The Mahaica/Mahaicony/Abary-Agricultural Development Authority (MMA-ADA) was on Thursday accused by West Berbice farmers of illegally leasing their lands to other people.
Lloyd Moore, of Seafield Village, West Coast Berbice, and Joylyn Nicholson, of Number 40 Village, West Coast Berbice, who appeared before the Commission of Inquiry (CoI) into ancestral land issues, have won court battles against the MMA-ADA over the situation.
Moore told the CoI that the residents of Seafield had occupied the land there for over 200 years, undisturbed. They were, however, never individual title holders as the surveyor had never completed the task of charting the land. He related that Seafield had never been regarded as state lands and noted that in the 1970s, when the MMA distributed land in 30-acre parcels, Seafield was not included in the exercise.

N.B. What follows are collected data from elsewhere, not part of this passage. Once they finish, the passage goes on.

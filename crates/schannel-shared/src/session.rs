use std::fmt::Debug;

use schannel_time::{Seconds, Timestamp};
use secrecy::{ExposeSecret as _, SecretString};

use crate::uac::Username;

/// Proof of authentication handed out by the portal.
///
/// Only ever held in memory, a restart always requires a new login.
#[derive(Clone)]
pub struct Session {
    username: Username,
    cookies: Vec<SessionCookie>,
    created_at: Timestamp,
}

#[derive(Clone)]
pub struct SessionCookie {
    pub name: String,
    pub value: SecretString,
}

impl Session {
    pub fn new(username: Username, cookies: Vec<SessionCookie>) -> Self {
        Self {
            username,
            cookies,
            created_at: Timestamp::now(),
        }
    }

    pub fn username(&self) -> &Username {
        &self.username
    }

    pub fn cookies(&self) -> &[SessionCookie] {
        &self.cookies
    }

    pub fn cookie(&self, name: &str) -> Option<&SessionCookie> {
        self.cookies.iter().find(|cookie| cookie.name == name)
    }

    pub fn created_at(&self) -> Timestamp {
        self.created_at
    }

    /// How long ago the portal issued this session (zero if the clock went
    /// backwards)
    pub fn age(&self) -> Seconds {
        self.created_at.elapsed().unwrap_or_default()
    }

    /// A session without any cookie cannot authorize anything
    pub fn is_empty(&self) -> bool {
        self.cookies.is_empty()
    }

    /// Formats the cookies as the value of a `Cookie` request header
    pub fn cookie_header(&self) -> SecretString {
        self.cookies
            .iter()
            .map(|cookie| format!("{}={}", cookie.name, cookie.value.expose_secret()))
            .collect::<Vec<_>>()
            .join("; ")
            .into()
    }
}

impl SessionCookie {
    pub fn new<N: Into<String>, V: Into<String>>(name: N, value: V) -> Self {
        Self {
            name: name.into(),
            value: SecretString::from(value.into()),
        }
    }
}

impl Debug for Session {
    fn fmt(&self, f: &mut std::fmt::Formatter<'_>) -> std::fmt::Result {
        f.debug_struct("Session")
            .field("username", &self.username)
            .field("cookie_names", &self.cookies.iter().map(|c| &c.name).collect::<Vec<_>>())
            .field("created_at", &self.created_at)
            .finish()
    }
}

impl Debug for SessionCookie {
    fn fmt(&self, f: &mut std::fmt::Formatter<'_>) -> std::fmt::Result {
        f.debug_struct("SessionCookie")
            .field("name", &self.name)
            .finish_non_exhaustive()
    }
}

Moore testified that in March of 2014, members of the Seafield Land Cooperative Society, for which he is Secretary, were invited to the office of the MMA-ADA, where they were told that they owed about $11 million to the organisation. He said that though they did not believe this to be correct, they went on to begin payment of the debt, and so paid $8 million to the MMA-ADA.
However, in June of that year, the Society would come across a notice published in the Stabroek News inviting persons to attend a meeting concerning the regularisation of state lands. Moore noted that up until this time, the last interaction they had had with the organisation was in March, when they were told of the monies owed.
“So when we saw this notice in the Stabroek newspaper, we were shocked. And we realised that it seems like this is like a cowboy state,” Moore stated.
He related that at that meeting, the Chairman of the MMA-ADA Rudolph Gajraj related to those present that they could make applications for the lands advertised in the notice, which included the lands owed by the Society. They would pay $28,000 per acre.
Moore said that the Society had requested a breakdown of the sum and they were told they owed to the MMA but added that they believed that the charges on the statement that was presented to them were “invented.”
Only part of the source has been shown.